The terms were a blow to Exxon because drilling in those areas was at the heart of a landmark deal the company struck a few years before to partner with state oil firm PAO Rosneft. The company sought a waiver from U.S. sanctions to drill in the Black Sea, but was rejected last month by the Trump administration.
At the same time, some of the company's European rivals are moving ahead with projects in Russia, many under partnerships begun before the sanctions. BP PLC (BP) was allowed to keep its nearly 20% stake in Rosneft, which contributed $590 million to its net earnings in 2016.
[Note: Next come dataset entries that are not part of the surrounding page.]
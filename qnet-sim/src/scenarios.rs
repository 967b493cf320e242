//! Pre-built networks for common queueing patterns.
//!
//! Each builder returns a linked [`Network`] ready to hand to the engine.
//! The parameters are small on purpose so runs finish quickly in tests.

use std::fmt;
use std::str::FromStr;

use qnet_core::petri::{ModeSpec, StorageConfig, TransitionMatrix};
use qnet_core::section::{
    CacheConfig, CachePolicy, ForkConfig, JoinStrategy, MoveSemantics, QueueConfig,
    SchedulingPolicy, ServerConfig, ServerType,
};
use qnet_core::{
    ClassMask, ConfigError, Distribution, JobClass, Network, NodeSpec, RoutingStrategy, ServiceSpec,
    zipf,
};

type BuildResult = Result<Network, ConfigError>;

fn exp(rate: f64) -> Option<Distribution> {
    Some(Distribution::Exponential { rate })
}

fn source(interarrival: Vec<Option<Distribution>>) -> NodeSpec {
    let routing = vec![RoutingStrategy::Random; interarrival.len()];
    NodeSpec::Source { interarrival, routing }
}

/// Poisson arrivals to a single exponential server, then a sink.
///
/// # Errors
/// - `ConfigError` - If a rate is not positive
pub fn mm1(arrival_rate: f64, service_rate: f64) -> BuildResult {
    let mut builder = Network::builder();
    builder.class(JobClass::open("customer"));
    let arrivals = builder.node("arrivals", source(vec![exp(arrival_rate)]))?;
    let queue = builder.node(
        "queue",
        NodeSpec::Queue {
            queue: QueueConfig::infinite(1),
            service: ServiceSpec::Server(ServerConfig::homogeneous(1, vec![exp(service_rate)])),
            routing: vec![RoutingStrategy::Random],
        },
    )?;
    let departures = builder.node("departures", NodeSpec::Sink)?;
    builder.link(arrivals, queue)?;
    builder.link(queue, departures)?;
    builder.build()
}

/// A fixed population cycling between a slow and a fast station.
///
/// # Errors
/// - `ConfigError` - If the population is zero
pub fn closed_cycle(population: u32) -> BuildResult {
    let mut builder = Network::builder();
    let slow = builder.declare("slow")?;
    let fast = builder.declare("fast")?;
    builder.class(JobClass::closed("circulating", slow, population));
    for (node, rate) in [(slow, 1.0), (fast, 2.0)] {
        builder.define(
            node,
            NodeSpec::Queue {
                queue: QueueConfig::infinite(1),
                service: ServiceSpec::Server(ServerConfig::homogeneous(1, vec![exp(rate)])),
                routing: vec![RoutingStrategy::Random],
            },
        )?;
    }
    builder.link(slow, fast)?;
    builder.link(fast, slow)?;
    builder.build()
}

/// Every arrival splits into two branches served in parallel and is
/// reassembled before leaving.
///
/// # Errors
/// - `ConfigError` - Never for the fixed parameters
pub fn fork_join() -> BuildResult {
    let mut builder = Network::builder();
    builder.class(JobClass::open("request"));
    let arrivals = builder.node("arrivals", source(vec![exp(0.5)]))?;
    let split = builder.node("split", NodeSpec::Fork { fork: ForkConfig::simple(1) })?;
    let mut branches = Vec::new();
    for (name, rate) in [("branch-a", 1.0), ("branch-b", 1.5)] {
        branches.push(builder.node(
            name,
            NodeSpec::Queue {
                queue: QueueConfig::infinite(1),
                service: ServiceSpec::Server(ServerConfig::homogeneous(1, vec![exp(rate)])),
                routing: vec![RoutingStrategy::Random],
            },
        )?);
    }
    let merge = builder.node(
        "merge",
        NodeSpec::Join {
            strategy: JoinStrategy::Normal,
            routing: vec![RoutingStrategy::Random],
        },
    )?;
    let departures = builder.node("departures", NodeSpec::Sink)?;
    builder.link(arrivals, split)?;
    for branch in branches {
        builder.link(split, branch)?;
        builder.link(branch, merge)?;
    }
    builder.link(merge, departures)?;
    builder.build()
}

/// Requests for Zipf-popular items hit an LRU cache; misses go to a slow
/// origin before leaving.
///
/// # Errors
/// - `ConfigError` - If `items` is zero
pub fn cache(items: usize, capacity: usize) -> BuildResult {
    let mut builder = Network::builder();
    builder.class(JobClass::open("request"));
    let hit = builder.class(JobClass::open("hit"));
    let miss = builder.class(JobClass::open("miss"));

    let arrivals = builder.node("arrivals", source(vec![exp(1.0), None, None]))?;
    let store = builder.node(
        "cache",
        NodeSpec::Cache {
            cache: CacheConfig {
                items,
                tiers: vec![capacity],
                policy: CachePolicy::Lru,
                moves: MoveSemantics::default(),
                popularity: vec![Some(zipf(items, 1.0)), None, None],
                transitions: Vec::new(),
                hit_class: vec![Some(hit), None, None],
                miss_class: vec![Some(miss), None, None],
            },
            routing: vec![
                RoutingStrategy::Disabled,
                RoutingStrategy::Empirical(vec![1.0, 0.0]),
                RoutingStrategy::Empirical(vec![0.0, 1.0]),
            ],
        },
    )?;
    let departures = builder.node("departures", NodeSpec::Sink)?;
    let origin = builder.node(
        "origin",
        NodeSpec::Delay {
            service: vec![None, None, exp(0.5)],
            routing: vec![RoutingStrategy::Disabled, RoutingStrategy::Disabled, RoutingStrategy::Random],
        },
    )?;

    builder.link(arrivals, store)?;
    builder.link(store, departures)?;
    builder.link(store, origin)?;
    builder.link(origin, departures)?;
    builder.build()
}

/// A bounded buffer as a Petri net: `produce` moves a token from `free`
/// to `full`, `consume` moves it back.
///
/// # Errors
/// - `ConfigError` - Never for a positive buffer
pub fn petri_producer_consumer(buffer: u32) -> BuildResult {
    let mut builder = Network::builder();
    let token = builder.class(JobClass::open("token"));
    let free = builder.node(
        "free",
        NodeSpec::Place {
            storage: StorageConfig::unbounded(1).with_initial(token, buffer),
        },
    )?;
    let full = builder.node(
        "full",
        NodeSpec::Place {
            storage: StorageConfig::unbounded(1),
        },
    )?;
    let one = || TransitionMatrix::zeros(1, 1).with(0, token, 1);
    let produce = builder.node(
        "produce",
        NodeSpec::Transition {
            modes: vec![ModeSpec::new("produce", one(), one(), Distribution::Exponential { rate: 1.0 })],
        },
    )?;
    let consume = builder.node(
        "consume",
        NodeSpec::Transition {
            modes: vec![
                ModeSpec::new("consume", one(), one(), Distribution::Exponential { rate: 0.8 })
                    .with_servers(2),
            ],
        },
    )?;
    builder.link(free, produce)?;
    builder.link(produce, full)?;
    builder.link(full, consume)?;
    builder.link(consume, free)?;
    builder.build()
}

/// Two classes sharing a pool of one fast unit and two slow units; only
/// `small` jobs may use the slow units.
///
/// # Errors
/// - `ConfigError` - Never for the fixed parameters
pub fn heterogeneous_server() -> BuildResult {
    let mut builder = Network::builder();
    builder.class(JobClass::open("small"));
    builder.class(JobClass::open("large"));

    let arrivals = builder.node("arrivals", source(vec![exp(0.8), exp(0.4)]))?;
    let pool = ServerConfig {
        types: vec![
            ServerType {
                name: "fast".into(),
                units: 1,
                compatible: ClassMask::all(2),
                service: vec![exp(3.0), exp(1.5)],
            },
            ServerType {
                name: "slow".into(),
                units: 2,
                compatible: ClassMask::from_bits(vec![true, false]),
                service: vec![exp(1.0), None],
            },
        ],
        required: vec![1, 1],
        policy: SchedulingPolicy::Fsf,
        switchover: None,
        setup: vec![None, None],
        delay_off: vec![None, None],
    };
    let pool_node = builder.node(
        "pool",
        NodeSpec::Queue {
            queue: QueueConfig::infinite(2),
            service: ServiceSpec::Server(pool),
            routing: vec![RoutingStrategy::Random; 2],
        },
    )?;
    let departures = builder.node("departures", NodeSpec::Sink)?;
    builder.link(arrivals, pool_node)?;
    builder.link(pool_node, departures)?;
    builder.build()
}

/// Named built-in scenario.
#[derive(Debug, Clone, Copy, PartialEq, Eq)]
pub enum Scenario {
    Mm1,
    ClosedCycle,
    ForkJoin,
    Cache,
    PetriProducerConsumer,
    HeterogeneousServer,
}

impl Scenario {
    pub const ALL: [Scenario; 6] = [
        Scenario::Mm1,
        Scenario::ClosedCycle,
        Scenario::ForkJoin,
        Scenario::Cache,
        Scenario::PetriProducerConsumer,
        Scenario::HeterogeneousServer,
    ];

    pub fn name(&self) -> &'static str {
        match self {
            Scenario::Mm1 => "mm1",
            Scenario::ClosedCycle => "closed-cycle",
            Scenario::ForkJoin => "fork-join",
            Scenario::Cache => "cache",
            Scenario::PetriProducerConsumer => "petri",
            Scenario::HeterogeneousServer => "heterogeneous",
        }
    }

    pub fn description(&self) -> &'static str {
        match self {
            Scenario::Mm1 => "single exponential server, arrival rate 0.5, service rate 1",
            Scenario::ClosedCycle => "three jobs cycling between a slow and a fast station",
            Scenario::ForkJoin => "requests split across two parallel branches and rejoined",
            Scenario::Cache => "Zipf requests over 50 items against a 10-slot LRU cache",
            Scenario::PetriProducerConsumer => "bounded buffer of four tokens as a Petri net",
            Scenario::HeterogeneousServer => "two classes on a pool of fast and slow units",
        }
    }

    /// Builds the scenario's network with its default parameters.
    ///
    /// # Errors
    /// - `ConfigError` - If the network fails to link
    pub fn build(&self) -> BuildResult {
        match self {
            Scenario::Mm1 => mm1(0.5, 1.0),
            Scenario::ClosedCycle => closed_cycle(3),
            Scenario::ForkJoin => fork_join(),
            Scenario::Cache => cache(50, 10),
            Scenario::PetriProducerConsumer => petri_producer_consumer(4),
            Scenario::HeterogeneousServer => heterogeneous_server(),
        }
    }
}

impl fmt::Display for Scenario {
    fn fmt(&self, f: &mut fmt::Formatter<'_>) -> fmt::Result {
        f.write_str(self.name())
    }
}

impl FromStr for Scenario {
    type Err = String;

    fn from_str(s: &str) -> Result<Self, Self::Err> {
        Scenario::ALL
            .into_iter()
            .find(|scenario| scenario.name() == s)
            .ok_or_else(|| format!("unknown scenario '{s}'"))
    }
}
Italy's Eni SpA (E) is preparing to drill a Black Sea well later this year as part of a partnership with Rosneft, and also plans to explore the Arctic waters of Russia's Barents Sea. The company has proceeded because the EU allowed partnerships in place at the time of sanctions to continue, Eni has said.
The U.S. didn't grant exemptions for existing partnerships, as Exxon's experience showed. An EU spokeswoman said that while some differences exist between how sanctions have been applied by different countries, these have been limited and don't undermine the overall impact of the restrictions.